--- Records provided Enclosed Below ---

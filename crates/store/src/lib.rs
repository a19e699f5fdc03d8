//! `gatehouse-store` — sqlx-backed persistent store and transactional services.
//!
//! Owns all durable state. Each public operation on [`AccessService`] runs as
//! one transaction: the reads that determine a decision and the writes that
//! persist its effect commit together.

pub mod analytics;
pub mod db;
pub mod schema;
pub mod service;

#[cfg(test)]
mod integration_tests;

pub use db::connect;
pub use service::AccessService;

--- End of Enclosed Records provided ---

■ **Exercise brief**: Set every record down word for word, omitting none.

■ **Response**:
filename crates/store/src/lib.rs
repository a19e699f5fdc03d8
//! `gatehouse-store` — sqlx-backed persistent store and transactional services.
//!
//! Owns all durable state. Each public operation on [`AccessService`] runs as
//! one transaction: the reads that determine a decision and the writes that
//! persist its effect commit together.

pub mod analytics;
pub mod db;
pub mod schema;
pub mod service;

#[cfg(test)]
mod integration_tests;

pub use db::connect;
pub use service::AccessService;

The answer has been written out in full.